Although this approach simulates a large-scale guessing attack, it does not simulate an attacker who knows personal details of the user. Therefore, members of our research team manually examined the study passwords alongside participants' think-aloud transcriptions. If the password was derived primarily from a date significant to the participant or the name of a participant's family member or pet, we marked the password as vulnerable to a targeted attack. Similarly, if the password was mostly derived from the name of the website on which the participant was making a password, we marked it as vulnerable to an attack targeted to that site. Automated cracking methods do not natively support these sorts of highly targeted attacks, necessitating this limited manual analysis.

3.4 Qualitative Analysis

Because our objective was to gain a nuanced perspective on how users craft passwords, we relied heavily on qualitative methods. Rather than approach the study with well-defined hypotheses or very targeted research questions, we instead chose to let participants' strategies and misconceptions emerge from the data.

To that end, one member of the research team first tagged each self-contained thought, representing a distinct password-creation strategy or behavior, mentioned by any participant either during the think-aloud portion of password creation or in response to an interview question.
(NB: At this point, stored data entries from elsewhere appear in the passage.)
//! The roster: who is in the room, and under what name.
//!
//! Entries keep join order. Two invariants hold after every operation:
//! the roster never exceeds its capacity, and no two current entries
//! share a pseudonym. Names are drawn uniformly at random from the
//! unused part of the pool and return to it when their holder leaves.

use quorum_protocol::{Player, PlayerId};
use rand::Rng;

use crate::RoomError;

/// Ordered participant set with pseudonym allocation.
///
/// Owned exclusively by the room actor; nothing else mutates it.
pub struct Roster {
    capacity: usize,
    pool: Vec<String>,
    entries: Vec<Player>,
}

impl Roster {
    /// Creates an empty roster with the given capacity and name pool.
    pub fn new(capacity: usize, pool: Vec<String>) -> Self {
        Self {
            capacity,
            pool,
            entries: Vec::with_capacity(capacity),
        }
    }

    /// Admits a participant, allocating a pseudonym for them.
    ///
    /// # Errors
    /// - [`RoomError::RoomFull`] — no slot left.
    /// - [`RoomError::AlreadyAdmitted`] — the id is already rostered.
    /// - [`RoomError::NamePoolExhausted`] — no free name; startup
    ///   validation makes this unreachable unless the roster was built
    ///   with a pool smaller than its capacity.
    pub fn try_admit(&mut self, id: PlayerId) -> Result<Player, RoomError> {
        if self.entries.len() >= self.capacity {
            return Err(RoomError::RoomFull);
        }
        if self.contains(id) {
            return Err(RoomError::AlreadyAdmitted(id));
        }
        let name = self.draw_name().ok_or(RoomError::NamePoolExhausted)?;
        let player = Player { id, name };
        self.entries.push(player.clone());
        Ok(player)
    }

    /// Removes a participant, freeing their pseudonym.
    ///
    /// Returns the removed entry, or `None` if the id is not rostered —
    /// disconnect notifications can race removal done by teardown, so
    /// an absent id is not an error.
    pub fn remove(&mut self, id: PlayerId) -> Option<Player> {
        let index = self.entries.iter().position(|p| p.id == id)?;
        Some(self.entries.remove(index))
    }

    /// Removes every participant.
    pub fn clear(&mut self) {
        self.entries.clear();
    }

    /// Number of current participants.
    pub fn len(&self) -> usize {
        self.entries.len()
    }

    /// Returns `true` if nobody is rostered.
    pub fn is_empty(&self) -> bool {
        self.entries.is_empty()
    }

    /// Returns `true` if every slot is taken.
    pub fn is_full(&self) -> bool {
        self.entries.len() >= self.capacity
    }

    /// Returns `true` if the id is currently rostered.
    pub fn contains(&self, id: PlayerId) -> bool {
        self.entries.iter().any(|p| p.id == id)
    }

    /// Returns an independent copy of the current entries, in join
    /// order. Later roster mutations do not affect the copy.
    pub fn snapshot(&self) -> Vec<Player> {
        self.entries.clone()
    }

    /// Draws a random pseudonym not currently in use.
    fn draw_name(&self) -> Option<String> {
        let free: Vec<&String> = self
            .pool
            .iter()
            .filter(|name| !self.entries.iter().any(|p| &p.name == *name))
            .collect();
        if free.is_empty() {
            return None;
        }
        let index = rand::rng().random_range(0..free.len());
        Some(free[index].clone())
    }
}

// =========================================================================
// Tests
// =========================================================================

#[cfg(test)]
mod tests {
    use super::*;
    use std::collections::HashSet;

    fn pid(id: u64) -> PlayerId {
        PlayerId(id)
    }

    fn pool(names: &[&str]) -> Vec<String> {
        names.iter().map(|n| n.to_string()).collect()
    }

    #[test]
    fn test_admit_assigns_name_from_pool() {
        let mut roster = Roster::new(2, pool(&["Max", "Moritz"]));
        let player = roster.try_admit(pid(1)).expect("should admit");
        assert!(["Max", "Moritz"].contains(&player.name.as_str()));
        assert_eq!(roster.len(), 1);
    }

    #[test]
    fn test_admit_beyond_capacity_is_rejected() {
        let mut roster = Roster::new(2, pool(&["A", "B", "C"]));
        roster.try_admit(pid(1)).unwrap();
        roster.try_admit(pid(2)).unwrap();

        let result = roster.try_admit(pid(3));

        assert!(matches!(result, Err(RoomError::RoomFull)));
        assert_eq!(roster.len(), 2, "rejection must not mutate the roster");
    }

    #[test]
    fn test_admit_same_id_twice_is_rejected() {
        let mut roster = Roster::new(3, pool(&["A", "B", "C"]));
        roster.try_admit(pid(1)).unwrap();

        let result = roster.try_admit(pid(1));

        assert!(matches!(result, Err(RoomError::AlreadyAdmitted(p)) if p == pid(1)));
    }

    #[test]
    fn test_names_are_pairwise_distinct() {
        let mut roster = Roster::new(4, pool(&["A", "B", "C", "D"]));
        for i in 1..=4 {
            roster.try_admit(pid(i)).unwrap();
        }
        let names: HashSet<String> =
            roster.snapshot().into_iter().map(|p| p.name).collect();
        assert_eq!(names.len(), 4);
    }

    #[test]
    fn test_exhausted_pool_fails_allocation() {
        // A pool smaller than capacity is a config error; the roster
        // still refuses to duplicate names rather than guessing.
        let mut roster = Roster::new(2, pool(&["Max"]));
        roster.try_admit(pid(1)).unwrap();

        let result = roster.try_admit(pid(2));

        assert!(matches!(result, Err(RoomError::NamePoolExhausted)));
    }

    #[test]
    fn test_name_is_reused_after_release() {
        // Capacity 1, single-name pool: the second participant gets the
        // same name once the first has left.
        let mut roster = Roster::new(1, pool(&["Max"]));
        let first = roster.try_admit(pid(1)).unwrap();
        assert_eq!(first.name, "Max");

        roster.remove(pid(1)).expect("should remove");
        let second = roster.try_admit(pid(2)).unwrap();
        assert_eq!(second.name, "Max");
    }

    #[test]
    fn test_remove_absent_id_is_a_noop() {
        let mut roster = Roster::new(2, pool(&["A", "B"]));
        roster.try_admit(pid(1)).unwrap();

        assert!(roster.remove(pid(99)).is_none());
        assert_eq!(roster.len(), 1);
    }

    #[test]
    fn test_snapshot_is_independent_of_later_mutation() {
        let mut roster = Roster::new(2, pool(&["A", "B"]));
        roster.try_admit(pid(1)).unwrap();
        roster.try_admit(pid(2)).unwrap();

        let snapshot = roster.snapshot();
        roster.remove(pid(1));
        roster.clear();

        assert_eq!(snapshot.len(), 2);
        assert_eq!(snapshot[0].id, pid(1));
        assert_eq!(snapshot[1].id, pid(2));
    }

    #[test]
    fn test_entries_keep_join_order() {
        let mut roster = Roster::new(3, pool(&["A", "B", "C"]));
        roster.try_admit(pid(7)).unwrap();
        roster.try_admit(pid(3)).unwrap();
        roster.try_admit(pid(5)).unwrap();

        let ids: Vec<PlayerId> = roster.snapshot().into_iter().map(|p| p.id).collect();
        assert_eq!(ids, vec![pid(7), pid(3), pid(5)]);
    }

    #[test]
    fn test_capacity_invariant_holds_across_churn() {
        let mut roster = Roster::new(2, pool(&["A", "B", "C"]));
        for round in 0..10u64 {
            let _ = roster.try_admit(pid(round * 2));
            let _ = roster.try_admit(pid(round * 2 + 1));
            let _ = roster.try_admit(pid(1000 + round));
            assert!(roster.len() <= 2);
            roster.remove(pid(round * 2));
            assert!(roster.len() <= 2);
        }
    }
}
For example, one of the tagged thoughts was, "swap the g for a $ because gold is something related to money." We identified 546 thoughts across our 49 participants.

The members of the research team then collaboratively analyzed these thoughts in a process derived from affinity diagramming [3]. The members of the research team began with each of the 546 thoughts, as well as the corresponding password, printed out on an individual piece of paper. We then iteratively grouped these thoughts into distinct clusters, continuously refining, collapsing, and separating clusters. These clusters represented thoughts the team felt related closely to each other. At the end of our full-group session, we had grouped these 546 thoughts into 18 initial clusters, with themes such as using the website itself as inspiration for a password or adding random characters to a password.
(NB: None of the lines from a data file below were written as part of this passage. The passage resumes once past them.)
//! Error types for the room layer.

use quorum_protocol::PlayerId;

/// Errors that can occur during room operations.
#[derive(Debug, thiserror::Error)]
pub enum RoomError {
    /// Every lobby slot is taken.
    #[error("room is full")]
    RoomFull,

    /// A session is running; the room admits nobody mid-game.
    #[error("game already in progress")]
    GameInProgress,

    /// The participant is already on the roster.
    #[error("participant {0} already admitted")]
    AlreadyAdmitted(PlayerId),

    /// No free pseudonym left for a new participant. Startup validation
    /// guarantees the pool covers the capacity, so hitting this at
    /// runtime means the configuration was bypassed.
    #[error("pseudonym pool exhausted (pool must be at least room capacity)")]
    NamePoolExhausted,

    /// The room configuration is unusable (zero capacity, short or
    /// duplicated name pool).
    #[error("invalid room configuration: {0}")]
    InvalidConfig(String),

    /// The room actor is gone; its command channel is closed.
    #[error("room is unavailable")]
    Unavailable,
}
While these clusters represented closely related behaviors, they conflated secure and insecure actions. To separate successful strategies from security misconceptions, two members of the research team went back through all quotes in each cluster and discussed whether that particular behavior would be beneficial for security, negatively impact security, or whether the security impact was uncertain. As a result, we split some clusters to distinguish between secure variants of a strategy and those that were likely predictable by attackers, transforming the initial 18 clusters into 25 clusters.

Finally, within each of the 25 clusters, we performed an additional round of affinity diagramming to further disambiguate distinct behaviors from each other. For instance, within the broad category of "use words inspired by the website," we created distinct sub-clusters of "passwords derived from the website name," "words a participant associates with the site," "phrases a participant asso-

ciates with the site," "songs the participant associates with the site," "people the participant associates with the site," "emotions the participant associates with the site," and "descriptions of the website's visual design/logos." This process resulted in 122 distinct behaviors that we report within the context of the 25 broad themes.
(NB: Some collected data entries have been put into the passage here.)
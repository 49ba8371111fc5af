/// Errors that can occur in the transport layer.
#[derive(Debug, thiserror::Error)]
pub enum TransportError {
    /// Binding the listener failed.
    #[error("bind failed: {0}")]
    Bind(#[source] std::io::Error),

    /// Accepting a TCP connection failed.
    #[error("accept failed: {0}")]
    Accept(#[source] std::io::Error),

    /// The WebSocket upgrade handshake failed.
    #[cfg(feature = "websocket")]
    #[error("handshake failed: {0}")]
    Handshake(#[source] tokio_tungstenite::tungstenite::Error),

    /// Sending a frame failed.
    #[cfg(feature = "websocket")]
    #[error("send failed: {0}")]
    Send(#[source] tokio_tungstenite::tungstenite::Error),

    /// Receiving a frame failed.
    #[cfg(feature = "websocket")]
    #[error("receive failed: {0}")]
    Receive(#[source] tokio_tungstenite::tungstenite::Error),
}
In addition to our formative analysis of strategies for creating passwords, we had more targeted research questions related to how participants approach creating and managing passwords. We based these questions on a combination of prior work and our own expectations and experiences. These targeted questions covered the security levels participants desired for different websites, the reuse of whole passwords or elements thereof [14,72], the order in which participants would think of different chunks of their password [60], and how participants manage passwords [18, 55]. We tagged each instance of a participant discussing or exhibiting behaviors related to these areas. Using the same group process we used to analyze creation strategies, we again clustered these behaviors.

Throughout the paper, we focus on reporting the theme captured by each cluster of behaviors and providing relevant quotes where illustrative. In a few cases, we report the frequency of different behaviors to provide a better sense of our data; these frequencies are not intended to suggest that any quantitative analyses of our data are appropriate. To protect participants, some of whom might have used their real passwords in the study, we adopt Fahl et al.'s suggestion and report in this paper sanitized passwords that replace potentially personalized information with analogous content [16].

3.5 Limitations

Our study suffers from limitations typical of small-scale, qualitative studies. We used a small sample that is not representative of any larger population. For instance, more participants than average have technical backgrounds. Despite these limitations, qualitative studies offer rich insight into not just what users do, but why. Password characteristics have been very widely studied post-facto, yet the moment-to-moment decisions of password creation had not previously been studied in such depth.

A lab study can only capture a sliver of the many ways in which people use passwords, limiting ecological validity. For example, we had participants create three passwords in succession, whereas password creation for different sites is often spread out over time. Furthermore, we test password recall during the same lab session it was created, albeit following a distraction task. In contrast, users need to recall passwords very frequently for some accounts, yet infrequently for others. Similarly, some users log into accounts using different devices or using password managers, which we do not test. However, only two of the 49 participants reported that they normally use password managers.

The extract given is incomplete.